* What the task requires
Output, exactly as written, the lines of the data below from the one containing "pub const GROUP: &str" to the end.

Stored data:
________________________________________

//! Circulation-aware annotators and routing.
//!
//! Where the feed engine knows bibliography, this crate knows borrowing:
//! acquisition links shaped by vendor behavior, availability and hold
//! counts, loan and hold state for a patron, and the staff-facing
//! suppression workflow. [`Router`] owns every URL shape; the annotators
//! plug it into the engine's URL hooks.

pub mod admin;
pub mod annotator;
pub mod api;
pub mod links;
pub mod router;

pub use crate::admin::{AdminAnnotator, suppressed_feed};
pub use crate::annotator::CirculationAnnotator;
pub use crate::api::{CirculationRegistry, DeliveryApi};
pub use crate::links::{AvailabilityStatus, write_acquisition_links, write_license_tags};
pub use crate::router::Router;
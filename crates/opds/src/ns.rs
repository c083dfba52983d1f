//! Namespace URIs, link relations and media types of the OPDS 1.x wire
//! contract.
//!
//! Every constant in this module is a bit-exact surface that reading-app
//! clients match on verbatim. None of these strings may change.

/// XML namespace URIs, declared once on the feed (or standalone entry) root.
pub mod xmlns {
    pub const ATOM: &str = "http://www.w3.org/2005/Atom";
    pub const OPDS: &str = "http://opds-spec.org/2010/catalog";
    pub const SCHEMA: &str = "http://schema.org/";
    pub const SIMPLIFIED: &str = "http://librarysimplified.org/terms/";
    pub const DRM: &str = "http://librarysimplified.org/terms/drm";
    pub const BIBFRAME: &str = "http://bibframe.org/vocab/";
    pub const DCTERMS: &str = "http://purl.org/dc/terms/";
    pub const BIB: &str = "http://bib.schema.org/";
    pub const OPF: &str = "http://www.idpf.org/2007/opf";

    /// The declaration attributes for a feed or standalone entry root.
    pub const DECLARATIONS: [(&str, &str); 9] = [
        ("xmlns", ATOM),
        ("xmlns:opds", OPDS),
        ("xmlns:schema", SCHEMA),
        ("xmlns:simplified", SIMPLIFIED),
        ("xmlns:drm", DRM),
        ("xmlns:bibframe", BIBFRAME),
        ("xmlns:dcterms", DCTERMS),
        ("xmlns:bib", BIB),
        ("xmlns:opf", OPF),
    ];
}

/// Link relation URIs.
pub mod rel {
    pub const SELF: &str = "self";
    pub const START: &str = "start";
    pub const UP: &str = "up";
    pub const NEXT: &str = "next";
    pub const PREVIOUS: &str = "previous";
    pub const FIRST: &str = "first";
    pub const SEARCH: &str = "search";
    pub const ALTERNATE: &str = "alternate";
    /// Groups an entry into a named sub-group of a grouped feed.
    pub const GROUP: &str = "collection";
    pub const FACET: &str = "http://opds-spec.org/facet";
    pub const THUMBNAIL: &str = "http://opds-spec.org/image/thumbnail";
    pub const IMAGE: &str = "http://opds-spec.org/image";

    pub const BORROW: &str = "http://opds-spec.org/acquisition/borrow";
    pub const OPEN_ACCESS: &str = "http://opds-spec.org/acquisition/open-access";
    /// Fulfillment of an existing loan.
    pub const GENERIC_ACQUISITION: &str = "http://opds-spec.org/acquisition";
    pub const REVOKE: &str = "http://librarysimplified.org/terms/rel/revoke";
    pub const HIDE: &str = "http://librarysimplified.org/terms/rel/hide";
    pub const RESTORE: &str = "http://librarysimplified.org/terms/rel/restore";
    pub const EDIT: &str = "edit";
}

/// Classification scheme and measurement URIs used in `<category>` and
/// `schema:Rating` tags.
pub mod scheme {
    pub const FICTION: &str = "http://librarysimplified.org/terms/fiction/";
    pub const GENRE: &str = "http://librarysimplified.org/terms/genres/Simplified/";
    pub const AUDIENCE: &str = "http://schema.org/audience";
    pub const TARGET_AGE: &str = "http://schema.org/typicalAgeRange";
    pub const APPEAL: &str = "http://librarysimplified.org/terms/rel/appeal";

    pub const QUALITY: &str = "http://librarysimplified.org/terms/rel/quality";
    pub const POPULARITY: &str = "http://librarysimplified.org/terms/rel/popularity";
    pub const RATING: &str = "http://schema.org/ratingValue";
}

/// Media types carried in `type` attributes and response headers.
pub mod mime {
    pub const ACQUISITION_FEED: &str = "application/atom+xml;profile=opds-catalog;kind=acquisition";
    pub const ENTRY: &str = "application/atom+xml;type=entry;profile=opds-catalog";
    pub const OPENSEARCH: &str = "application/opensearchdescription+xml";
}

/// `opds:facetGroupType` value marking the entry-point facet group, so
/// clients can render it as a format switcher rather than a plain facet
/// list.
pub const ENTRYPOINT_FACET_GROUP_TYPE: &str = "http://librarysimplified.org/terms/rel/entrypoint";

________________________________________

* Output for this exercise
    pub const GROUP: &str = "collection";
    pub const FACET: &str = "http://opds-spec.org/facet";
    pub const THUMBNAIL: &str = "http://opds-spec.org/image/thumbnail";
    pub const IMAGE: &str = "http://opds-spec.org/image";

    pub const BORROW: &str = "http://opds-spec.org/acquisition/borrow";
    pub const OPEN_ACCESS: &str = "http://opds-spec.org/acquisition/open-access";
    /// Fulfillment of an existing loan.
    pub const GENERIC_ACQUISITION: &str = "http://opds-spec.org/acquisition";
    pub const REVOKE: &str = "http://librarysimplified.org/terms/rel/revoke";
    pub const HIDE: &str = "http://librarysimplified.org/terms/rel/hide";
    pub const RESTORE: &str = "http://librarysimplified.org/terms/rel/restore";
    pub const EDIT: &str = "edit";
}

/// Classification scheme and measurement URIs used in `<category>` and
/// `schema:Rating` tags.
pub mod scheme {
    pub const FICTION: &str = "http://librarysimplified.org/terms/fiction/";
    pub const GENRE: &str = "http://librarysimplified.org/terms/genres/Simplified/";
    pub const AUDIENCE: &str = "http://schema.org/audience";
    pub const TARGET_AGE: &str = "http://schema.org/typicalAgeRange";
    pub const APPEAL: &str = "http://librarysimplified.org/terms/rel/appeal";

    pub const QUALITY: &str = "http://librarysimplified.org/terms/rel/quality";
    pub const POPULARITY: &str = "http://librarysimplified.org/terms/rel/popularity";
    pub const RATING: &str = "http://schema.org/ratingValue";
}

/// Media types carried in `type` attributes and response headers.
pub mod mime {
    pub const ACQUISITION_FEED: &str = "application/atom+xml;profile=opds-catalog;kind=acquisition";
    pub const ENTRY: &str = "application/atom+xml;type=entry;profile=opds-catalog";
    pub const OPENSEARCH: &str = "application/opensearchdescription+xml";
}

/// `opds:facetGroupType` value marking the entry-point facet group, so
/// clients can render it as a format switcher rather than a plain facet
/// list.
pub const ENTRYPOINT_FACET_GROUP_TYPE: &str = "http://librarysimplified.org/terms/rel/entrypoint";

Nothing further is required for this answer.